------ Material for this task
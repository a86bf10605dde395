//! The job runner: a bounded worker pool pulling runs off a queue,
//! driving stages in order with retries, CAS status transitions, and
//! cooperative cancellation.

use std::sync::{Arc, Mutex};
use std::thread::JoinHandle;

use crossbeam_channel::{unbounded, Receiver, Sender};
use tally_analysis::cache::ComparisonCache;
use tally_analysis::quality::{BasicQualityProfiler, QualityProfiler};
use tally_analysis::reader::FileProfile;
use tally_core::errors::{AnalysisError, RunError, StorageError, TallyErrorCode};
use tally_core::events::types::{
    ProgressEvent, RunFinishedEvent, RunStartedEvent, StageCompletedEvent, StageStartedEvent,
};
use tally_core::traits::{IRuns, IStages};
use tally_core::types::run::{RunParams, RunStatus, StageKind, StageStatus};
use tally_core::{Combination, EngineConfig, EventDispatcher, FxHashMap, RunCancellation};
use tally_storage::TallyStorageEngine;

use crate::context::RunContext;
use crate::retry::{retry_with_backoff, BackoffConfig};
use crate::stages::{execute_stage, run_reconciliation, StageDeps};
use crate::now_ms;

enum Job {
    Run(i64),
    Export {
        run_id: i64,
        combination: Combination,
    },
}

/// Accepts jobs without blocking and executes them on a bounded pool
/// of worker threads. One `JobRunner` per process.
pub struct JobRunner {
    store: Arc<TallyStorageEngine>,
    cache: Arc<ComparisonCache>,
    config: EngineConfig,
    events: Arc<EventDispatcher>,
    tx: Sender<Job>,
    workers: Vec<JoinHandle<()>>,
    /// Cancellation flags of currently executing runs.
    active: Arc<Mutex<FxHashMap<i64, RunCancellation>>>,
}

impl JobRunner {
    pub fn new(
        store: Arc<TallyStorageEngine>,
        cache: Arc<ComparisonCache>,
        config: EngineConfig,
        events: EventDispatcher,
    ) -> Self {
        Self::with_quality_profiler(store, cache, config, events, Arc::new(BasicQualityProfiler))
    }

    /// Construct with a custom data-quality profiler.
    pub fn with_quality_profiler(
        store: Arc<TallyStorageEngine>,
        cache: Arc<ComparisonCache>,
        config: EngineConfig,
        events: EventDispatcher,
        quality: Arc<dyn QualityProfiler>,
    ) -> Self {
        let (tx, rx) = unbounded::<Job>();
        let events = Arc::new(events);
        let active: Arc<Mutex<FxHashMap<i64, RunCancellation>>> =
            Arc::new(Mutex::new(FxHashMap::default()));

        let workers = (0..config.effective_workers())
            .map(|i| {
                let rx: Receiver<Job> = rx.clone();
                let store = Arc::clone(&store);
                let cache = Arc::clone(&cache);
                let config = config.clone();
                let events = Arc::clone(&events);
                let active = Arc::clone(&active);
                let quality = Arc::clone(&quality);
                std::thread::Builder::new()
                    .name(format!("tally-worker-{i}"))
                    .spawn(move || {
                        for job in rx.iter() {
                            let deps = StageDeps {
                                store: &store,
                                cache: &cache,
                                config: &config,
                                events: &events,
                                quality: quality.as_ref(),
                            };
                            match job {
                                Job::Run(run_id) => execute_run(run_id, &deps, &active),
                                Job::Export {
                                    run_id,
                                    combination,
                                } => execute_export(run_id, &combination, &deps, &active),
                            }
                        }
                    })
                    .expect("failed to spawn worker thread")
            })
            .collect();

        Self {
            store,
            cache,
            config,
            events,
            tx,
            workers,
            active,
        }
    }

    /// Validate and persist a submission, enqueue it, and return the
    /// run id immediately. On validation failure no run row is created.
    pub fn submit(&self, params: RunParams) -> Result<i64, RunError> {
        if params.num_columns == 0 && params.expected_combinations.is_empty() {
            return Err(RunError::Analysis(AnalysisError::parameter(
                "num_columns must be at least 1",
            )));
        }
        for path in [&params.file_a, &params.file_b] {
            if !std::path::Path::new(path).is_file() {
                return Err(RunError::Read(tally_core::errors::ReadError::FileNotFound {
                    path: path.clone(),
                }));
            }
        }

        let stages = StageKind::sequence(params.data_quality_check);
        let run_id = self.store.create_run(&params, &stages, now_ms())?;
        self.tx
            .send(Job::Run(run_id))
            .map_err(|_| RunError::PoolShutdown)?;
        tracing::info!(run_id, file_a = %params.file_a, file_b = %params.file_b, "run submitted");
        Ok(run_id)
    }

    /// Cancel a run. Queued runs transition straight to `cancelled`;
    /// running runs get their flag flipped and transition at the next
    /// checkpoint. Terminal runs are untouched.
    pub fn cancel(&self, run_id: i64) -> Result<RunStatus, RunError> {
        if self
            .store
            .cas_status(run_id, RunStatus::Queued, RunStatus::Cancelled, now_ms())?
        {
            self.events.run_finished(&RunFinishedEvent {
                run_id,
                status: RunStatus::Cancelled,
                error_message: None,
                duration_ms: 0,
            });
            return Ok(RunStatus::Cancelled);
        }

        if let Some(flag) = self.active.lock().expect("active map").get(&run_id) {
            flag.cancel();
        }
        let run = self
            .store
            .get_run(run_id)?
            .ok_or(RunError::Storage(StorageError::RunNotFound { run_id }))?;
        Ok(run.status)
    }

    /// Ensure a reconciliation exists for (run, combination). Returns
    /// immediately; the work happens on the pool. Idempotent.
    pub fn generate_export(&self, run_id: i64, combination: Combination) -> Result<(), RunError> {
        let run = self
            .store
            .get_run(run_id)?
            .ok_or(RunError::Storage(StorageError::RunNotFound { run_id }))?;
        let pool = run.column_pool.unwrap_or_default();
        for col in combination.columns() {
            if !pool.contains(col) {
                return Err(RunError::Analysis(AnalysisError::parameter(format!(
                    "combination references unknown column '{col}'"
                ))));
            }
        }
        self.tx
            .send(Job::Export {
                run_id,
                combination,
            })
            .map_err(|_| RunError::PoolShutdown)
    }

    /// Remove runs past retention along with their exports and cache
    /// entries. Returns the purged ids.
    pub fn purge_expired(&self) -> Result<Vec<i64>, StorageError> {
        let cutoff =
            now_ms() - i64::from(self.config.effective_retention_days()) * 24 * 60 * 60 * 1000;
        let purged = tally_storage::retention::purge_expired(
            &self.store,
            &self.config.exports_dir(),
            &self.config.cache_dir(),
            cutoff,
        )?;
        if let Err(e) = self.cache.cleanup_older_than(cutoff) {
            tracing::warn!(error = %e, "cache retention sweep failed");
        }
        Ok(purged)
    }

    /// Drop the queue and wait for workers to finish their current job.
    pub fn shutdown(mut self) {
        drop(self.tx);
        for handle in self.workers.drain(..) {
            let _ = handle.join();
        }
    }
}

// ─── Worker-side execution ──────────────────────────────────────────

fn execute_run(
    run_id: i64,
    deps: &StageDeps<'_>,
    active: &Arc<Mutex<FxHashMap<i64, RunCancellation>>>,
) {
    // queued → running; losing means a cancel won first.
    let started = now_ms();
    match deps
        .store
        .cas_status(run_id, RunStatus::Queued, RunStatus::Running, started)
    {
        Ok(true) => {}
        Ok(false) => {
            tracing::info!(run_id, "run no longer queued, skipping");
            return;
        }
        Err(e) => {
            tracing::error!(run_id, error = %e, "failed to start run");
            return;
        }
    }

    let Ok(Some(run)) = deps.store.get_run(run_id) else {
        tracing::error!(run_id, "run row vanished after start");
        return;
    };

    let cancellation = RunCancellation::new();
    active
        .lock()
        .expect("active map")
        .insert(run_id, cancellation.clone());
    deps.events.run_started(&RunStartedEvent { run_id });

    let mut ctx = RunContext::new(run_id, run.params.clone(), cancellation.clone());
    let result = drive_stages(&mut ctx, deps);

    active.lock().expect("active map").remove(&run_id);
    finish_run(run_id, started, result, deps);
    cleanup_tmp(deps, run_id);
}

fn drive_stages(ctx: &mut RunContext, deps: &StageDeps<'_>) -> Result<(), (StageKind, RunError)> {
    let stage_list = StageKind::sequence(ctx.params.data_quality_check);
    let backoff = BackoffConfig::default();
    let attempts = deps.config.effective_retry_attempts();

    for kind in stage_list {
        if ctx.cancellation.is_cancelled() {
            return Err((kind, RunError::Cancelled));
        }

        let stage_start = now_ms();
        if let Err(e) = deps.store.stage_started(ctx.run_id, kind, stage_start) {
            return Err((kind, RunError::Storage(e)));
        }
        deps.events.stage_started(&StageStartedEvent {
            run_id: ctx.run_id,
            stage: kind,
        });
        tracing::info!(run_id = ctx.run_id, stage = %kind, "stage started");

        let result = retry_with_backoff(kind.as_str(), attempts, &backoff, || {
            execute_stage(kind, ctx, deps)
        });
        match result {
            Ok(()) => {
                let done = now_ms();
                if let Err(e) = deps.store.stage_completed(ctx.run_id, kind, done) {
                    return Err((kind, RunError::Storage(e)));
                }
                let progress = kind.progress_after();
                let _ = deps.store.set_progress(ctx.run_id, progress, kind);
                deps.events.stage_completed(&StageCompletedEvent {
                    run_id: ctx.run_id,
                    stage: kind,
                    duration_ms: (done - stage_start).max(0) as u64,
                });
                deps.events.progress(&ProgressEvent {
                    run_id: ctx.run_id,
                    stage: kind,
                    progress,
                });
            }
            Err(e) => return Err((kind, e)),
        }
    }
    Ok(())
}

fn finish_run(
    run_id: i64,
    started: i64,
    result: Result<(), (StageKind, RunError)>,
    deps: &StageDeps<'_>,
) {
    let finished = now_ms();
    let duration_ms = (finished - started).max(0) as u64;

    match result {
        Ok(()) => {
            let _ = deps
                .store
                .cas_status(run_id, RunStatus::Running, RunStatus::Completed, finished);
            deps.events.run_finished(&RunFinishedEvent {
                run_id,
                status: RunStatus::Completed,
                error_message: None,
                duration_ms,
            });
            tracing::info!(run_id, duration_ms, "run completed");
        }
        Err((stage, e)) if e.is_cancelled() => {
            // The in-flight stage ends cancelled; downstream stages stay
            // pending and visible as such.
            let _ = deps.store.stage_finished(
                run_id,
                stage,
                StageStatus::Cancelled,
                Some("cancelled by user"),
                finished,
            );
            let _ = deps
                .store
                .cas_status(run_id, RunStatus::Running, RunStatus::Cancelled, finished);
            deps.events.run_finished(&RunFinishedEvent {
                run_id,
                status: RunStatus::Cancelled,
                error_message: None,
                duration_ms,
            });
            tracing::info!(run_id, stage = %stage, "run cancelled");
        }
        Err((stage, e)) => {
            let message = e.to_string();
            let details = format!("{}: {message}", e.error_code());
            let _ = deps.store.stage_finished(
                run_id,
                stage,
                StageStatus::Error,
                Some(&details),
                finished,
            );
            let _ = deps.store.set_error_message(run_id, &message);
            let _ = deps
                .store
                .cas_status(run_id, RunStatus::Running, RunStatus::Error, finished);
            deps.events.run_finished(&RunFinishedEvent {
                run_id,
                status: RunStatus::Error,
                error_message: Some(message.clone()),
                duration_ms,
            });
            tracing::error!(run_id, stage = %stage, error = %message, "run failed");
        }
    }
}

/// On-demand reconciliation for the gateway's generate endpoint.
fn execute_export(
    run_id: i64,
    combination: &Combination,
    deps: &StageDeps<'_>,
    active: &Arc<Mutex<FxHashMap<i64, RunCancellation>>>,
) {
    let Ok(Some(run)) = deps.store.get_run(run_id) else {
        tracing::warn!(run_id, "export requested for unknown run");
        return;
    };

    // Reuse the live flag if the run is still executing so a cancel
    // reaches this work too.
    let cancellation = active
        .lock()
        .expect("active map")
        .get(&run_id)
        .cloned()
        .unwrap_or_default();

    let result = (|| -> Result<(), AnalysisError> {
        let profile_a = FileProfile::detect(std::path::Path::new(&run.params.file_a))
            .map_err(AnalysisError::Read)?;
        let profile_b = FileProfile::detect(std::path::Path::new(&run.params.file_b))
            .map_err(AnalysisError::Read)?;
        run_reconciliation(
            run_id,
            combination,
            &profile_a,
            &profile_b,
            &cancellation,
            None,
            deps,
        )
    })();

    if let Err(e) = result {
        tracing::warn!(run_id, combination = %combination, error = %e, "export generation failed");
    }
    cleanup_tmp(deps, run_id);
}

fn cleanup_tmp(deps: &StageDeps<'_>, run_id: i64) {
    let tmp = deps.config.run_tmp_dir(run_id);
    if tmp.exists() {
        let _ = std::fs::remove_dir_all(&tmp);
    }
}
------------
------ Material for this task
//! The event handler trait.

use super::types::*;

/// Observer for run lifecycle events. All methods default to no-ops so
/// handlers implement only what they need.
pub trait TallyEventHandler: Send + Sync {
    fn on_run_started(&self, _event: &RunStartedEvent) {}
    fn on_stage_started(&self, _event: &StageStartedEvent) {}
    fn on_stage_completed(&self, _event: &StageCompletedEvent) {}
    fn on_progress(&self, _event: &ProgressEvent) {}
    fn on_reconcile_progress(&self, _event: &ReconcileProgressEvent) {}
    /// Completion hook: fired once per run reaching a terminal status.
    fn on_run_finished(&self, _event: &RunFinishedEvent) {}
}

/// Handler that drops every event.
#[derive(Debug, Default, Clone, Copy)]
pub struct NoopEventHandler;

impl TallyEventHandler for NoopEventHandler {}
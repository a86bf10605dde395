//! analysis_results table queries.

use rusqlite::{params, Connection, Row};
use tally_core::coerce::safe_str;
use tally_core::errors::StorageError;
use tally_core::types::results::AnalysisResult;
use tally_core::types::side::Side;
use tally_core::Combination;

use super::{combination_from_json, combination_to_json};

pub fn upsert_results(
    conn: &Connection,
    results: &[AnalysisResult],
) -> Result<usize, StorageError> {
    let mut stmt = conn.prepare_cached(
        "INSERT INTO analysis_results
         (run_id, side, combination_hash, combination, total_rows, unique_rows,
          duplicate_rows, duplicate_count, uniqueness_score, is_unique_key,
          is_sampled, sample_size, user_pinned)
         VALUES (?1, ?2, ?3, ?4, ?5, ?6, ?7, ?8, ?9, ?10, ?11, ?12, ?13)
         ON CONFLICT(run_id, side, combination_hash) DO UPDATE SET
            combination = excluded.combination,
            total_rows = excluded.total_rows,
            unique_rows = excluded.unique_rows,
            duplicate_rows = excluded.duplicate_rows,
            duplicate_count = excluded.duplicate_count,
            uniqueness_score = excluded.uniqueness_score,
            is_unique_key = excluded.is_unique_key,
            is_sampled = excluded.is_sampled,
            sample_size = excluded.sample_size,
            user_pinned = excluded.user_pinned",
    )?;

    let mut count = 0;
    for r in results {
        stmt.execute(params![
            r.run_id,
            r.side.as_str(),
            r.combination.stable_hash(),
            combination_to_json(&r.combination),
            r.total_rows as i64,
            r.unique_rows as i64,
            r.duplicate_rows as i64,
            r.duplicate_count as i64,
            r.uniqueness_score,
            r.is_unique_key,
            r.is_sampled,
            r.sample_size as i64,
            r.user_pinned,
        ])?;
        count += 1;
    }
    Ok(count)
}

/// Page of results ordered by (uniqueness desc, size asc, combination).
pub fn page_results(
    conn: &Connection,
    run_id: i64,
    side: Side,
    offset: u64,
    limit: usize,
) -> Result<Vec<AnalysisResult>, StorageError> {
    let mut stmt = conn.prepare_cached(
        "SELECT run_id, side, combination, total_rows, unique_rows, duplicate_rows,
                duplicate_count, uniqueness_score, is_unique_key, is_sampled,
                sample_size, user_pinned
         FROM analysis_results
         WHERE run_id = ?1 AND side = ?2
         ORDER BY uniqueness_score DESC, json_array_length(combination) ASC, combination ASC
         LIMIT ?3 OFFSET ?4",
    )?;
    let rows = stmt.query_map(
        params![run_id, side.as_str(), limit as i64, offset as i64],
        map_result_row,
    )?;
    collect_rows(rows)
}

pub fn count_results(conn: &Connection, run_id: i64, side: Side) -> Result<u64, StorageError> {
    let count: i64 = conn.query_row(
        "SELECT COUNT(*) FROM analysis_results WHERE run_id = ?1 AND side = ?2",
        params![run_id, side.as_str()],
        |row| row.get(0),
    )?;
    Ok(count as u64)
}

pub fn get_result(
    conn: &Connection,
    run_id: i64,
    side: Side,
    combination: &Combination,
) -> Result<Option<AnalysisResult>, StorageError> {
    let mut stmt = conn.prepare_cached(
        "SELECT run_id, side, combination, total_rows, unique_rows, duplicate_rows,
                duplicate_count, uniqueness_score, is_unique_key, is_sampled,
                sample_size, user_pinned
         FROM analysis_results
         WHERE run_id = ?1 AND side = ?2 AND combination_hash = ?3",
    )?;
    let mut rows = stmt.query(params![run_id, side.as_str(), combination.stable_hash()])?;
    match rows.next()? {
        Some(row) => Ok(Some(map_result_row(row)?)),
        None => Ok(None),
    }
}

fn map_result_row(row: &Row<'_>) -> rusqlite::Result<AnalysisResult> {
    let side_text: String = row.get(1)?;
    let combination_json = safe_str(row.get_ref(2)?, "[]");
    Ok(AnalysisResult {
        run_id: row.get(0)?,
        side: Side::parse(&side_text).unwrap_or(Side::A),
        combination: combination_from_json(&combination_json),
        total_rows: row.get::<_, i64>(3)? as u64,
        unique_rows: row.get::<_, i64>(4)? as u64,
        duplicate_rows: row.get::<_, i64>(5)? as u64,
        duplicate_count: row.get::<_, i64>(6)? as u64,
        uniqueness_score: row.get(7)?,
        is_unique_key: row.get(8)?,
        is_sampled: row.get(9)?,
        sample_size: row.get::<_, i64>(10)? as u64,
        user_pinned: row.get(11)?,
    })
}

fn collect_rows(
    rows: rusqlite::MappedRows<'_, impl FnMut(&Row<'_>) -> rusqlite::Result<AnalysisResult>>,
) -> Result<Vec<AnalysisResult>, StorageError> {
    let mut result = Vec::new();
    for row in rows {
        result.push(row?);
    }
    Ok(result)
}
------------
Task to complete -
"ComparisonCache" is the word to look for; copy every line of the data that has it.

Exercise result -
use tally_analysis::cache::ComparisonCache;
    cache: Arc<ComparisonCache>,
        cache: Arc<ComparisonCache>,
        cache: Arc<ComparisonCache>,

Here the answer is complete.